As long as there is that kind of vehemence—not against homosexual sin-but the particular contempt for homosexuals themselves, then people struggling with this are going to feel very afraid to come forward.
DD: When someone who is attracted to the same sex and wants to change, what can he or she do about it; what are the first things he should do?
JD: I believe the beginning of all true change is repentance, born of God’s intervention. I believe that when man gives himself over to sin his mind is darkened and there is an alienation from God which occurs, not necessarily positionally, although that’s possible, but at least in his fellowship with God. By the grace of God, He intervenes by interrupting that man. That can be something as striking as Saul being knocked to the ground at his conversion, or the still, small voice. But one way or another I believe God generates a crisis of truth to turn a man to repentance. I think the first step a man has to take is, before God, to renounce the sin and then in practical terms do all that he can to separate himself from that behavior and anything that would draw him back to that. He needs to establish order; that is, to make sure he builds a structure of daily spiritual discipline, and insists on weekly accountability so he’s talking with a responsible believer about his temptation and about his behavior. He will need some good mentoring and discipling from a Christian counselor and/or from mature believers. He’ll need to better understand his own struggles; that’s especially where counseling can be very helpful so one can understand what he is looking for, what emotional need (which is legitimate) he is trying to fulfill through illegitimate behavior.

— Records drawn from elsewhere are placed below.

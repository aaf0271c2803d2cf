use axum::extract::ws::{CloseFrame, Message, WebSocket};
use futures_util::{SinkExt, StreamExt};
use std::time::Duration;
use tokio::sync::{mpsc, oneshot};
use tokio::time::{interval, timeout};

use crate::presence::ConnectionId;
use crate::state::AppState;

/// Close code sent when the peer stops answering pings ("going away").
const CLOSE_GOING_AWAY: u16 = 1001;

/// How long the writer may keep flushing queued frames after the reader stops.
const WRITER_DRAIN_TIMEOUT: Duration = Duration::from_secs(1);

/// Run one WebSocket connection until it closes.
///
/// Splits the socket into a writer task fed by an mpsc channel and a reader
/// loop. The channel sender is the handle the presence service uses to push
/// frames to this client; registration happens once the writer is running, and
/// the connection is unregistered after the reader loop ends. A missed pong
/// ends the reader loop the same way a closed socket does.
pub async fn run_connection(socket: WebSocket, state: AppState, user_id: Option<String>) {
    let connection_id = ConnectionId::new();
    let (ws_sender, mut ws_receiver) = socket.split();
    let (tx, rx) = mpsc::unbounded_channel::<Message>();

    let mut writer_handle = tokio::spawn(writer_task(ws_sender, rx));

    state
        .presence
        .on_connect(user_id.as_deref(), connection_id, tx.clone());

    tracing::info!(
        connection_id = %connection_id,
        user_id = user_id.as_deref().unwrap_or("-"),
        "WebSocket actor started"
    );

    let (pong_tx, mut pong_rx) = mpsc::unbounded_channel::<()>();
    // Fires (or is dropped) when the keepalive gives up on the peer.
    let (dead_tx, mut dead_rx) = oneshot::channel::<()>();

    let ping_tx = tx.clone();
    let keepalive = state.keepalive.clone();
    let ping_handle = tokio::spawn(async move {
        let mut ping_timer = interval(keepalive.ping_interval);
        // First tick fires immediately.
        ping_timer.tick().await;

        loop {
            ping_timer.tick().await;

            if ping_tx.send(Message::Ping(vec![1, 2, 3, 4].into())).is_err() {
                break;
            }

            match timeout(keepalive.pong_timeout, pong_rx.recv()).await {
                Ok(Some(())) => {}
                _ => {
                    tracing::warn!(connection_id = %connection_id, "Pong timeout, closing connection");
                    let _ = ping_tx.send(Message::Close(Some(CloseFrame {
                        code: CLOSE_GOING_AWAY,
                        reason: "Pong timeout".into(),
                    })));
                    break;
                }
            }
        }
        let _ = dead_tx.send(());
    });

    loop {
        let next = tokio::select! {
            next = ws_receiver.next() => next,
            _ = &mut dead_rx => {
                tracing::info!(connection_id = %connection_id, "Keepalive ended, dropping connection");
                break;
            }
        };

        match next {
            Some(Ok(msg)) => match msg {
                Message::Pong(_) => {
                    let _ = pong_tx.send(());
                }
                Message::Ping(data) => {
                    let _ = tx.send(Message::Pong(data));
                }
                Message::Text(text) => {
                    tracing::debug!(
                        connection_id = %connection_id,
                        "Ignoring client text frame: {}",
                        text.chars().take(100).collect::<String>()
                    );
                }
                Message::Binary(data) => {
                    tracing::debug!(
                        connection_id = %connection_id,
                        len = data.len(),
                        "Ignoring client binary frame"
                    );
                }
                Message::Close(frame) => {
                    tracing::info!(
                        connection_id = %connection_id,
                        reason = ?frame,
                        "Client initiated close"
                    );
                    break;
                }
            },
            Some(Err(e)) => {
                tracing::warn!(
                    connection_id = %connection_id,
                    error = %e,
                    "WebSocket receive error"
                );
                break;
            }
            None => {
                tracing::info!(connection_id = %connection_id, "WebSocket stream ended");
                break;
            }
        }
    }

    ping_handle.abort();

    state.presence.on_disconnect(connection_id);

    // With every sender gone the writer flushes what is queued (such as the
    // close frame) and stops; a stuck peer is cut off after the drain timeout.
    drop(tx);
    if timeout(WRITER_DRAIN_TIMEOUT, &mut writer_handle).await.is_err() {
        writer_handle.abort();
    }

    tracing::info!(connection_id = %connection_id, "WebSocket actor stopped");
}

/// Forward frames from the channel to the socket until either side goes away.
async fn writer_task(
    mut ws_sender: futures_util::stream::SplitSink<WebSocket, Message>,
    mut rx: mpsc::UnboundedReceiver<Message>,
) {
    while let Some(msg) = rx.recv().await {
        if ws_sender.send(msg).await.is_err() {
            break;
        }
    }
}
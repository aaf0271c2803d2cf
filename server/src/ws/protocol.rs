//! Server-to-client event frames.
//!
//! Every frame is a JSON text message of the form `{"event": <name>, "data": <payload>}`.
//! Clients send nothing meaningful over the socket; all requests go through HTTP.

use axum::extract::ws::Message as WsMessage;
use serde::{Deserialize, Serialize};

use crate::db::models::Message;

pub const EVENT_ONLINE_USERS: &str = "getOnlineUsers";
pub const EVENT_NEW_MESSAGE: &str = "newMessage";

#[derive(Debug, Clone, PartialEq, Eq, Serialize, Deserialize)]
#[serde(tag = "event", content = "data")]
pub enum ServerEvent {
    /// Full set of registered user ids, sent to every open connection on membership change.
    #[serde(rename = "getOnlineUsers")]
    OnlineUsers(Vec<String>),
    /// A freshly persisted message, sent only to the receiver's connection.
    #[serde(rename = "newMessage")]
    NewMessage(Message),
}

impl ServerEvent {
    pub fn name(&self) -> &'static str {
        match self {
            Self::OnlineUsers(_) => EVENT_ONLINE_USERS,
            Self::NewMessage(_) => EVENT_NEW_MESSAGE,
        }
    }

    /// Encode as a WebSocket text frame. Returns None if serialization fails.
    pub fn to_ws_message(&self) -> Option<WsMessage> {
        match serde_json::to_string(self) {
            Ok(json) => Some(WsMessage::Text(json.into())),
            Err(e) => {
                tracing::warn!(event = self.name(), error = %e, "Failed to encode event");
                None
            }
        }
    }
}
use axum::{
    extract::{rejection::QueryRejection, ws::WebSocketUpgrade, Query, State},
    http::HeaderMap,
    response::Response,
};
use serde::Deserialize;

use crate::auth::jwt;
use crate::state::AppState;
use crate::ws::actor;

/// Browsers cannot set headers on a WebSocket handshake, so the token may
/// also arrive as `?token=`.
#[derive(Debug, Deserialize)]
pub struct WsQuery {
    #[serde(default)]
    pub token: Option<String>,
}

/// GET /ws
///
/// Always upgrades. A valid session (cookie, Bearer header or `token` query)
/// makes the connection count as that user's presence; anything else, an
/// unparsable query string included, yields an anonymous connection that only
/// receives broadcasts.
pub async fn ws_upgrade(
    State(state): State<AppState>,
    query: Result<Query<WsQuery>, QueryRejection>,
    headers: HeaderMap,
    ws: WebSocketUpgrade,
) -> Response {
    let query_token = match query {
        Ok(Query(params)) => params.token.filter(|t| !t.is_empty()),
        Err(rejection) => {
            tracing::debug!(error = %rejection, "Ignoring unparsable WebSocket query");
            None
        }
    };
    let token = jwt::token_from_headers(&headers).or(query_token);

    let user_id = token.and_then(|token| {
        match jwt::validate_session_token(&state.jwt_secret, &token) {
            Ok(claims) => Some(claims.sub),
            Err(err) => {
                tracing::debug!(error = %err, "WebSocket token rejected, connecting anonymously");
                None
            }
        }
    });

    ws.on_upgrade(move |socket| actor::run_connection(socket, state, user_id))
}
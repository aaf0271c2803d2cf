use axum::{
    extract::{Query, State},
    Json,
};
use serde::Deserialize;

use crate::auth::middleware::Claims;
use crate::db::{self, models::User};
use crate::error::{ApiError, ApiResult};
use crate::friends::store;
use crate::state::AppState;

#[derive(Debug, Deserialize)]
pub struct SearchQuery {
    #[serde(default)]
    pub query: Option<String>,
}

/// GET /api/friends/search?query=
pub async fn search_users(
    State(state): State<AppState>,
    claims: Claims,
    Query(params): Query<SearchQuery>,
) -> ApiResult<Json<Vec<User>>> {
    let query = params
        .query
        .map(|q| q.trim().to_string())
        .filter(|q| !q.is_empty())
        .ok_or_else(|| ApiError::bad_request("Search query is required"))?;

    let users = db::with_conn(&state.db, move |conn| {
        Ok(store::search_users(conn, &query, &claims.sub)?)
    })
    .await?;

    Ok(Json(users))
}
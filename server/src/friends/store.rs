use rusqlite::{params, Connection, OptionalExtension};
use uuid::Uuid;

use crate::db::{
    self,
    models::{user_columns_for, FriendRequest, RequestStatus, User},
};

/// Maximum number of users returned by a search.
pub const SEARCH_LIMIT: i64 = 10;

/// The other party of every friendship involving `user_id`, ordered by username.
pub fn friends_of(conn: &Connection, user_id: &str) -> rusqlite::Result<Vec<User>> {
    let mut stmt = conn.prepare(&format!(
        "SELECT {}
         FROM friendships f
         JOIN users u ON u.id = CASE WHEN f.user1_id = ?1 THEN f.user2_id ELSE f.user1_id END
         WHERE f.user1_id = ?1 OR f.user2_id = ?1
         ORDER BY u.username",
        user_columns_for("u")
    ))?;
    let friends = stmt
        .query_map(params![user_id], User::from_row)?
        .collect::<rusqlite::Result<Vec<_>>>()?;
    Ok(friends)
}

pub fn are_friends(conn: &Connection, a: &str, b: &str) -> rusqlite::Result<bool> {
    conn.query_row(
        "SELECT EXISTS(SELECT 1 FROM friendships
                       WHERE (user1_id = ?1 AND user2_id = ?2) OR (user1_id = ?2 AND user2_id = ?1))",
        params![a, b],
        |row| row.get(0),
    )
}

/// Whether any request, whatever its status, exists between `a` and `b` in either direction.
pub fn request_exists_between(conn: &Connection, a: &str, b: &str) -> rusqlite::Result<bool> {
    conn.query_row(
        "SELECT EXISTS(SELECT 1 FROM friend_requests
                       WHERE (sender_id = ?1 AND receiver_id = ?2) OR (sender_id = ?2 AND receiver_id = ?1))",
        params![a, b],
        |row| row.get(0),
    )
}

pub fn insert_request(conn: &Connection, sender_id: &str, receiver_id: &str) -> rusqlite::Result<String> {
    let id = Uuid::now_v7().to_string();
    let now = db::timestamp();
    conn.execute(
        "INSERT INTO friend_requests (id, sender_id, receiver_id, status, created_at, updated_at)
         VALUES (?1, ?2, ?3, 'pending', ?4, ?4)",
        params![id, sender_id, receiver_id, now],
    )?;
    Ok(id)
}

/// Pending requests addressed to `receiver_id`, newest first, with the sender populated.
pub fn pending_for(conn: &Connection, receiver_id: &str) -> rusqlite::Result<Vec<FriendRequest>> {
    let mut stmt = conn.prepare(&format!(
        "SELECT r.id, r.receiver_id, r.status, r.created_at, r.updated_at, {}
         FROM friend_requests r
         JOIN users u ON u.id = r.sender_id
         WHERE r.receiver_id = ?1 AND r.status = 'pending'
         ORDER BY r.created_at DESC, r.id DESC",
        user_columns_for("u")
    ))?;
    let requests = stmt
        .query_map(params![receiver_id], |row| {
            let status: String = row.get(2)?;
            Ok(FriendRequest {
                id: row.get(0)?,
                receiver: row.get(1)?,
                status: RequestStatus::parse(&status).unwrap_or(RequestStatus::Pending),
                created_at: row.get(3)?,
                updated_at: row.get(4)?,
                sender: User::from_row_at(row, 5)?,
            })
        })?
        .collect::<rusqlite::Result<Vec<_>>>()?;
    Ok(requests)
}

/// Sender of the pending request `request_id` addressed to `receiver_id`, if any.
pub fn find_pending_sender(
    conn: &Connection,
    request_id: &str,
    receiver_id: &str,
) -> rusqlite::Result<Option<String>> {
    conn.query_row(
        "SELECT sender_id FROM friend_requests
         WHERE id = ?1 AND receiver_id = ?2 AND status = 'pending'",
        params![request_id, receiver_id],
        |row| row.get(0),
    )
    .optional()
}

/// Close a pending request. Accepting also records the friendship, atomically.
pub fn resolve_request(
    conn: &mut Connection,
    request_id: &str,
    sender_id: &str,
    receiver_id: &str,
    status: RequestStatus,
) -> rusqlite::Result<()> {
    let tx = conn.transaction()?;
    let now = db::timestamp();

    tx.execute(
        "UPDATE friend_requests SET status = ?1, updated_at = ?2 WHERE id = ?3",
        params![status.as_str(), now, request_id],
    )?;

    if status == RequestStatus::Accepted {
        tx.execute(
            "INSERT OR IGNORE INTO friendships (id, user1_id, user2_id, created_at) VALUES (?1, ?2, ?3, ?4)",
            params![Uuid::now_v7().to_string(), sender_id, receiver_id, now],
        )?;
    }

    tx.commit()
}

/// Case-insensitive substring search on username or email, excluding `exclude_id`.
/// The query is matched literally; LIKE wildcards in it are escaped.
pub fn search_users(conn: &Connection, query: &str, exclude_id: &str) -> rusqlite::Result<Vec<User>> {
    let pattern = format!("%{}%", escape_like(query));
    let mut stmt = conn.prepare(&format!(
        "SELECT {}
         FROM users u
         WHERE u.id != ?1
           AND (u.username LIKE ?2 ESCAPE '\\' OR u.email LIKE ?2 ESCAPE '\\')
         ORDER BY u.username
         LIMIT ?3",
        user_columns_for("u")
    ))?;
    let users = stmt
        .query_map(params![exclude_id, pattern, SEARCH_LIMIT], User::from_row)?
        .collect::<rusqlite::Result<Vec<_>>>()?;
    Ok(users)
}

fn escape_like(input: &str) -> String {
    let mut escaped = String::with_capacity(input.len());
    for c in input.chars() {
        if matches!(c, '%' | '_' | '\\') {
            escaped.push('\\');
        }
        escaped.push(c);
    }
    escaped
}
pub mod actor;
pub mod handler;
pub mod protocol;

use tokio::sync::mpsc;

/// Type alias for the sender half of a WebSocket connection's channel.
/// The presence service keeps a clone of it to push frames to that client.
pub type ConnectionSender = mpsc::UnboundedSender<axum::extract::ws::Message>;
use axum::{
    extract::{DefaultBodyLimit, State},
    http::{header, HeaderValue, Method},
    middleware,
    routing::{get, post, put},
    Router,
};
use std::sync::Arc;
use std::time::Duration;
use tower_governor::key_extractor::PeerIpKeyExtractor;
use tower_governor::{governor::GovernorConfigBuilder, GovernorLayer};
use tower_http::cors::CorsLayer;

use crate::auth::handlers as auth_handlers;
use crate::auth::middleware::JwtSecret;
use crate::friends::{list as friends_list, requests as friend_requests, search as friend_search};
use crate::messages::handlers as message_handlers;
use crate::presence::handlers as presence_handlers;
use crate::state::AppState;
use crate::users::profile;
use crate::ws::handler as ws_handler;

/// Request bodies may carry inline (data URI) images.
const MAX_BODY_BYTES: usize = 10 * 1024 * 1024;

/// Inject the JWT secret into request extensions so the Claims extractor can find it.
async fn inject_jwt_secret(
    State(state): State<AppState>,
    mut req: axum::http::Request<axum::body::Body>,
    next: middleware::Next,
) -> axum::response::Response {
    req.extensions_mut()
        .insert(JwtSecret(state.jwt_secret.clone()));
    next.run(req).await
}

/// Build the full axum Router with all routes and middleware.
///
/// The rate limiter keys on the peer address, so the router must be served
/// with `into_make_service_with_connect_info::<SocketAddr>()`.
pub fn build_router(
    state: AppState,
    cors_origin: &str,
) -> Result<Router, Box<dyn std::error::Error>> {
    // Signup and login: one token every 6 seconds per IP, burst of 10
    let governor_config = Arc::new(
        GovernorConfigBuilder::default()
            .key_extractor(PeerIpKeyExtractor)
            .per_second(6)
            .burst_size(10)
            .finish()
            .ok_or("invalid rate limit configuration")?,
    );
    let governor_limiter = governor_config.limiter().clone();
    tokio::spawn(async move {
        loop {
            tokio::time::sleep(Duration::from_secs(60)).await;
            governor_limiter.retain_recent();
        }
    });

    let rate_limited_auth = Router::new()
        .route("/api/auth/signup", post(auth_handlers::signup))
        .route("/api/auth/login", post(auth_handlers::login))
        .layer(GovernorLayer {
            config: governor_config,
        });

    let auth_routes = Router::new()
        .route("/api/auth/logout", post(auth_handlers::logout))
        .route("/api/auth/check", get(auth_handlers::check_auth))
        .route("/api/auth/update-profile", put(profile::update_profile))
        .route("/api/auth/update-username", put(profile::update_username))
        .route("/api/auth/update-fullname", put(profile::update_full_name))
        .route("/api/auth/check-username", get(profile::check_username));

    let friend_routes = Router::new()
        .route("/api/friends", get(friends_list::get_friends))
        .route("/api/friends/search", get(friend_search::search_users))
        .route("/api/friends/request", post(friend_requests::send_request))
        .route("/api/friends/requests", get(friend_requests::list_requests))
        .route("/api/friends/respond", post(friend_requests::respond));

    // /api/messages/users must be registered alongside /api/messages/{id};
    // axum prefers the static segment.
    let message_routes = Router::new()
        .route("/api/messages/users", get(message_handlers::get_users_for_sidebar))
        .route("/api/messages/{id}", get(message_handlers::get_messages))
        .route("/api/messages/send/{id}", post(message_handlers::send_message));

    let presence_routes =
        Router::new().route("/api/presence", get(presence_handlers::get_online_users));

    // WebSocket endpoint (identity from cookie or ?token=, anonymous otherwise)
    let ws_routes = Router::new().route("/ws", get(ws_handler::ws_upgrade));

    let health = Router::new().route("/health", get(health_check));

    let cors = CorsLayer::new()
        .allow_origin(cors_origin.parse::<HeaderValue>()?)
        .allow_credentials(true)
        .allow_methods([Method::GET, Method::POST, Method::PUT, Method::DELETE])
        .allow_headers([header::CONTENT_TYPE, header::AUTHORIZATION]);

    Ok(Router::new()
        .merge(rate_limited_auth)
        .merge(auth_routes)
        .merge(friend_routes)
        .merge(message_routes)
        .merge(presence_routes)
        .merge(ws_routes)
        .merge(health)
        .layer(middleware::from_fn_with_state(
            state.clone(),
            inject_jwt_secret,
        ))
        .layer(DefaultBodyLimit::max(MAX_BODY_BYTES))
        .layer(cors)
        .with_state(state))
}

/// Basic health check endpoint
async fn health_check() -> &'static str {
    "ok"
}
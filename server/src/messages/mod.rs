//! Direct messages: history, sidebar list, and send-then-deliver.

pub mod handlers;
pub mod store;
use axum::{extract::State, http::StatusCode, Json};
use serde::Deserialize;
use serde_json::{json, Value};

use crate::auth::middleware::Claims;
use crate::db::{
    self,
    models::{FriendRequest, RequestStatus},
};
use crate::error::{ApiError, ApiResult};
use crate::friends::store;
use crate::state::AppState;
use crate::users;

#[derive(Debug, Deserialize)]
#[serde(rename_all = "camelCase")]
pub struct SendRequestBody {
    #[serde(default)]
    pub receiver_id: Option<String>,
}

#[derive(Debug, Deserialize)]
#[serde(rename_all = "camelCase")]
pub struct RespondBody {
    #[serde(default)]
    pub request_id: Option<String>,
    #[serde(default)]
    pub action: Option<String>,
}

/// POST /api/friends/request
pub async fn send_request(
    State(state): State<AppState>,
    claims: Claims,
    Json(body): Json<SendRequestBody>,
) -> ApiResult<(StatusCode, Json<Value>)> {
    let receiver_id = body
        .receiver_id
        .filter(|id| !id.is_empty())
        .ok_or_else(|| ApiError::bad_request("Receiver ID is required"))?;

    if receiver_id == claims.sub {
        return Err(ApiError::bad_request("Cannot send friend request to yourself"));
    }

    let sender_id = claims.sub;
    let (sender, receiver) = (sender_id.clone(), receiver_id.clone());
    db::with_conn(&state.db, move |conn| {
        users::store::require(conn, &receiver)?;
        if store::are_friends(conn, &sender, &receiver)? {
            return Err(ApiError::bad_request("Already friends"));
        }
        if store::request_exists_between(conn, &sender, &receiver)? {
            return Err(ApiError::bad_request("Friend request already exists"));
        }
        store::insert_request(conn, &sender, &receiver)?;
        Ok(())
    })
    .await?;

    tracing::info!(sender_id = %sender_id, receiver_id = %receiver_id, "Friend request sent");
    Ok((
        StatusCode::CREATED,
        Json(json!({ "message": "Friend request sent successfully" })),
    ))
}

/// GET /api/friends/requests
pub async fn list_requests(
    State(state): State<AppState>,
    claims: Claims,
) -> ApiResult<Json<Vec<FriendRequest>>> {
    let requests = db::with_conn(&state.db, move |conn| {
        Ok(store::pending_for(conn, &claims.sub)?)
    })
    .await?;
    Ok(Json(requests))
}

/// POST /api/friends/respond
pub async fn respond(
    State(state): State<AppState>,
    claims: Claims,
    Json(body): Json<RespondBody>,
) -> ApiResult<Json<Value>> {
    let (Some(request_id), Some(action)) = (
        body.request_id.filter(|id| !id.is_empty()),
        body.action.filter(|a| !a.is_empty()),
    ) else {
        return Err(ApiError::bad_request("Request ID and action are required"));
    };

    let status = match action.as_str() {
        "accept" => RequestStatus::Accepted,
        "decline" => RequestStatus::Declined,
        _ => return Err(ApiError::bad_request("Invalid action")),
    };

    let receiver_id = claims.sub;
    let request = request_id.clone();
    let receiver = receiver_id.clone();
    db::with_conn(&state.db, move |conn| {
        let sender = store::find_pending_sender(conn, &request, &receiver)?
            .ok_or_else(|| ApiError::not_found("Friend request not found"))?;
        store::resolve_request(conn, &request, &sender, &receiver, status)?;
        Ok(())
    })
    .await?;

    tracing::info!(
        request_id = %request_id,
        user_id = %receiver_id,
        status = status.as_str(),
        "Friend request resolved"
    );
    Ok(Json(json!({
        "message": format!("Friend request {} successfully", status.as_str())
    })))
}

Those are at least the first three steps that I would recommend taking.
DD: What can family members and members of the congregation do to help?
JD: Of course it depends on what sort of help we are talking about. If a family member has a daughter, for example, who says, “Mom, Dad, I’m lesbian and I’m fine with it,” well, that daughter is not asking for help. As Jesus said, when people say they are well, they have no need of a physician. In a case like that, the church should gather around the family, support them, grieve with them and lovingly call the daughter to repentance if she will hear that call. If, on the other hand, a son or daughter says, “Hey, I know this is wrong, I don’t want to yield to it, please help me.” Well, then the church can move in as a place of safety and a place of discipling and say, “You’re one of us. We love you, we welcome you, we want to walk with you as you seek to continue in your integrity by abstaining from this sin. We want to be here for you when you are grieving, when you are feeling very strongly pulled back into old cycles, and above everything else, we want you to keep growing in grace and in the knowledge of the Lord Jesus with the rest of us.”
DD: The Barna Group that tracks religious trends in America recently asked a few thousand conservative Christians twenty questions to determine how much their attitudes reflect those of Jesus Christ. Only 14% showed their thinking about others to be like Christ. A staggering 51% were like the Pharisees. The Pharisees were defined as people who looked down upon others for their sin, while justifying their own. Why do you think homosexuality is singled out by most Christians as being a sin above all others?
JD: My hesitation indicates that anything I say on that is a guess. I agree with the premise of the question and I think it is often singled out. I think part of it lies in the fact that it’s a hard sin to relate to. I think that when someone does something that I cannot fathom, it’s easier for me to marginalize that person and presume that I am somehow, for lack of a better term, better than they are. I think that’s part of it. Another is that male homosexuality in particular is seen as an insult to men. I think men have a visceral reaction to male homosexuality. That may play into it, as well. Part of it is the politics of the whole thing. I think, as I mentioned earlier, many in the Bible believing churches feel the threat and the pressure from the gay rights movement, so anything attached to homosexuality they see as something visceral. I think that plays into it. Part of what plays into traditional thinking—this is very ironic—but I think that the church on this issue seems to be very influenced by the world. Now up until the late ‘70s and early ‘80s in particular, the world viewed homosexuals with a very hateful contempt. It was perfectly acceptable to call them names, beat them up, mock and ridicule them, mistreat them. Had the church been operating in a Christ-like way on this issue, the church would have said that’s wrong. These are sinners Christ died for as surely as we are sinners Christ died for. Yes, that behavior is wrongbut it is also wrong to mistreat a fellow human being! Our hope is that the homosexual will turn from his ways and also that the rest of the world will stop mistreating the homosexual. But instead the church had an attitude of particular disdain for homosexuals, largely, I believe, as a result of influence by the world. And I believe that attitude has been handed down from generation to generation in the church. Now the church is still guilty of being influenced by the world by going to the other extreme. Now many churches are being influenced by the culture’s acceptance of homosexuality. But in both extremes it’s the same root—sin. The church is taking its cues from the culture rather than the church influencing the culture.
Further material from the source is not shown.